Fonte: 7 dicembre 2008

5 - IDOLATRIA DELL’AUDIENCE
In Inghilterra trasmesso il suicidio in tv
Fonte 11 dicembre 2000

Ieri sera la televisione britannica ha mandato in onda un documentario che mostra la morte in diretta di un uomo di 59 anni affetto da sclerosi laterale amiotrofica (Sla). Il filmato, diretto dal regista canadese e vincitore di Oscar John Zaritsky, si intitola Right to die (diritto di morire) e ripercorre il viaggio di Craig Ewert, un ex professore universitario americano residente in Inghilterra; l’uomo, accompagnato dalla moglie, nel settembre 2006 era andato in Svizzera, in un centro di «Dignitas», dove fu guidato dai medici dell’associazione elvetica pro-eutanasia nel praticare il suicidio assistito. I telespettatori hanno visto l’uomo ingerire la dose di farmaci sedativi offerta dai medici e poi staccare con i denti l’interruttore che alimenta il ventilatore artificiale.
Il documentario – del quale anche qualche tg italiano ha mandato in onda ieri alcune scene – ha suscitato ovviamente polemiche ancora prima di andare in onda, e ora il dibattito si sta allargando. La moglie di Ewert ieri ha difeso il filmato dall’accusa di sensazionalismo. «Per mio marito – ha detto la donna – permettere di essere filmato ha significato affrontare la fine con onestà. Questo non è un film su di lui. Diceva che voleva mostrare la sua morte perché quando essa è nascosta e rimane privata le persone ne hanno paura.
  Non vogliono sapere cosa accadrà, non ci riflettono, non ci vogliono pensare. È un tabù».
Ma per Peter Saunders, direttore dell’associazione «Care Not Killing», il filmato non è altro che «un cinico tentativo di alzare i numeri dell’audience». «Il pubblico britannico ha un crescente appetito di programmi televisivi bizzarri.

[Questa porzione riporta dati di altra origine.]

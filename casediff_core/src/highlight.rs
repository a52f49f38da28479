//! Style-tagged text and intra-line highlighting.
//!
//! Highlighting produces spans tagged with a [`Style`]; turning them into
//! terminal escapes happens only when a line is rendered, so widths are
//! always measured on the raw text.

use crate::equality::{equal_numeric, is_number};
use crate::words::Words;
use casediff_common::{CompareMethod, Options};

const ANSI_RESET: &str = "\x1b[0m";

#[derive(Debug, Clone, Copy, PartialEq, Eq)]
pub enum Style {
    Plain,
    /// Only present on the left side
    Removed,
    /// Only present on the right side
    Added,
    /// Characters that differ at the same position
    Changed,
    /// Numbers outside tolerance, or a number against a non-number
    Mismatched,
}

impl Style {
    pub fn ansi(&self) -> &'static str {
        match self {
            Style::Plain => "",
            Style::Removed => "\x1b[1;31m",
            Style::Added => "\x1b[1;32m",
            Style::Changed => "\x1b[1;34m",
            Style::Mismatched => "\x1b[1;33m",
        }
    }
}

#[derive(Debug, Clone, PartialEq, Eq)]
pub struct Span {
    pub text: String,
    pub style: Style,
}

/// A line as a sequence of styled spans
#[derive(Debug, Clone, Default, PartialEq, Eq)]
pub struct StyledText {
    spans: Vec<Span>,
}

impl StyledText {
    pub fn new() -> Self {
        Self::default()
    }

    pub fn plain(text: &str) -> Self {
        Self::styled(text, Style::Plain)
    }

    pub fn styled(text: &str, style: Style) -> Self {
        let mut out = Self::new();
        out.push(text, style);
        out
    }

    /// Append text, merging with the previous span when the style matches.
    pub fn push(&mut self, text: &str, style: Style) {
        if text.is_empty() {
            return;
        }
        match self.spans.last_mut() {
            Some(last) if last.style == style => last.text.push_str(text),
            _ => self.spans.push(Span {
                text: text.to_string(),
                style,
            }),
        }
    }

    pub fn extend(&mut self, other: StyledText) {
        for span in other.spans {
            self.push(&span.text, span.style);
        }
    }

    pub fn spans(&self) -> &[Span] {
        &self.spans
    }

    /// Display width in characters, ignoring styles
    pub fn width(&self) -> usize {
        self.spans.iter().map(|s| s.text.chars().count()).sum()
    }

    pub fn to_plain(&self) -> String {
        self.spans.iter().map(|s| s.text.as_str()).collect()
    }

    pub fn to_ansi(&self) -> String {
        let mut out = String::new();
        for span in &self.spans {
            if span.style == Style::Plain {
                out.push_str(&span.text);
            } else {
                out.push_str(span.style.ansi());
                out.push_str(&span.text);
                out.push_str(ANSI_RESET);
            }
        }
        out
    }

    pub fn render(&self, color: bool) -> String {
        if color {
            self.to_ansi()
        } else {
            self.to_plain()
        }
    }
}

/// Character-level highlighting: differing runs are `Changed`, surplus
/// characters on the longer side are `Removed` (left) or `Added` (right).
pub fn format_text(a: &str, b: &str) -> (StyledText, StyledText) {
    let (mut a_out, mut b_out) = (StyledText::new(), StyledText::new());
    let mut a_chars = a.char_indices();
    let mut b_chars = b.char_indices();
    let mut buf = [0u8; 4];

    loop {
        match (a_chars.next(), b_chars.next()) {
            (Some((_, x)), Some((_, y))) => {
                let style = if x == y { Style::Plain } else { Style::Changed };
                a_out.push(x.encode_utf8(&mut buf), style);
                b_out.push(y.encode_utf8(&mut buf), style);
            }
            (Some((i, _)), None) => {
                a_out.push(&a[i..], Style::Removed);
                break;
            }
            (None, Some((j, _))) => {
                b_out.push(&b[j..], Style::Added);
                break;
            }
            (None, None) => break,
        }
    }

    (a_out, b_out)
}

/// Word-level highlighting with a per-word strategy for mismatched pairs.
fn format_words<F>(a: &str, b: &str, mut word_diff: F) -> (StyledText, StyledText)
where
    F: FnMut(&str, &str) -> Option<(StyledText, StyledText)>,
{
    let (a_words, b_words) = (Words::split(a), Words::split(b));
    let (mut a_out, mut b_out) = (StyledText::new(), StyledText::new());

    for (x, y) in a_words.tokens().iter().zip(b_words.tokens()) {
        a_out.push(x.space, Style::Plain);
        b_out.push(y.space, Style::Plain);
        match word_diff(x.word, y.word) {
            None => {
                a_out.push(x.word, Style::Plain);
                b_out.push(y.word, Style::Plain);
            }
            Some((a_word, b_word)) => {
                a_out.extend(a_word);
                b_out.extend(b_word);
            }
        }
    }

    let common = a_words.len().min(b_words.len());
    for x in &a_words.tokens()[common..] {
        a_out.push(x.space, Style::Plain);
        a_out.push(x.word, Style::Removed);
    }
    for y in &b_words.tokens()[common..] {
        b_out.push(y.space, Style::Plain);
        b_out.push(y.word, Style::Added);
    }

    a_out.push(a_words.trailing(), Style::Plain);
    b_out.push(b_words.trailing(), Style::Plain);
    (a_out, b_out)
}

/// Token-level highlighting: unequal words get character highlighting,
/// whitespace is kept as-is.
pub fn format_token(a: &str, b: &str) -> (StyledText, StyledText) {
    format_words(a, b, |x, y| (x != y).then(|| format_text(x, y)))
}

/// Numeric highlighting: words within tolerance stay plain, unequal pairs
/// involving a number are marked `Mismatched`, others get character
/// highlighting.
pub fn format_numeric(a: &str, b: &str, epsilon: f64) -> (StyledText, StyledText) {
    format_words(a, b, |x, y| {
        if equal_numeric(x, y, epsilon) {
            None
        } else if is_number(x) || is_number(y) {
            Some((
                StyledText::styled(x, Style::Mismatched),
                StyledText::styled(y, Style::Mismatched),
            ))
        } else {
            Some(format_text(x, y))
        }
    })
}

/// Highlight a line pair according to the comparison method, or leave it
/// plain when color is off.
pub fn format_line_pair(a: &str, b: &str, options: &Options) -> (StyledText, StyledText) {
    if !options.color {
        return (StyledText::plain(a), StyledText::plain(b));
    }
    match options.method {
        CompareMethod::Exact => format_text(a, b),
        CompareMethod::Token => format_token(a, b),
        CompareMethod::Numeric => format_numeric(a, b, options.epsilon),
    }
}

/// A line with no counterpart on the other side
pub fn format_extra_line(line: &str, style: Style, options: &Options) -> StyledText {
    if options.color {
        StyledText::styled(line, style)
    } else {
        StyledText::plain(line)
    }
}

Mi sembra che ci troviamo di fronte al solito dirupo, e che il pericolo sia soprattutto quello di cominciare a credere che esista davvero una vita che non valga la pena vivere». Membri di altre associazioni contro l’eutanasia hanno fatto sapere di essere rimasti profondamente scioccati dalle immagini. Hanno parlato di irresponsabile «voyerismo dell’eutanasia» che creerà la falsa impressione di una domanda sempre più consistente di suicidi assistiti.
 «Questo documentario - ha detto un portavoce del gruppo ProLife - intensifica la pressione sui malati terminali, quella concreta e quella immaginata.
  Queste persone possono diventare più portate a pensare di togliersi la vita non per un loro beneficio ma per quello dei familiari, degli assistenti e per quello della società stessa che è a corto di risorse». Il portavoce ha poi sottolineato come sia importante investire di più nel settore delle cure palliative, tradizionalmente sottovalutato. «Dobbiamo far capire alla società che il malato non è un peso ma un essere umano bisognoso di cure. Purtroppo ci dirigiamo nella direzione sbagliata e i più vulnerabili, i malati terminali, sono i primi a sentirsi di troppo».
  Il suicidio assistito è illegale in Gran Bretagna ma è permesso in Svizzera se condotto da un medico che non abbia alcun interesse nella morte del paziente. Dignitas e un’altra associazione svizzera, Exit, usano farmaci letali (ma anche semplici sacchetti di plastica con elio) per mettere fine alla vita dei loro clienti. Il 91 per cento delle persone che decidono di morire con Dignitas arriva in Svizzera dall’estero, soprattutto da Germania, Francia e Gran Bretagna.
  Barbara Gibbon, direttore di Sky Real Lives, il canale che ieri sera ha mandato in onda il filmato, ha difeso la sua decisione: «Il suicidio assistito è un argomento sul quale sempre più persone si mettono a confronto – ha detto – e questo documentario è informativo, articolato e istruttivo delle decisioni che alcune persone devono prendere. Penso sia importante che la televisione, e in particolare Sky Real Lives, stimoli un dibattito sul tema attraverso il racconto di storie individuali».
  In Gran Bretagna aiutare una persona a morire, prescrivendo farmaci, aiutandola a prenderli o semplicemente organizzando il viaggio sino alla clinica, è un reato punibile con la reclusione fino a quattordici anni. Lo stesso premier Gordon Brown ha dichiarato ieri di essere contrario a cambiamenti nella legge che vieta l’eutanasia nel Regno Unito.

Fonte: 11 dicembre 2000

6 - IL FALLIMENTO DELLA LEGGE 40
Se il primario cattolico promuove la fivet buona...
Autore: Mario Palmaro - Fonte: 10 Dicembre 2008

 All’ospedale di Cantù arriva la fecondazione in vitro in nome della legge 40.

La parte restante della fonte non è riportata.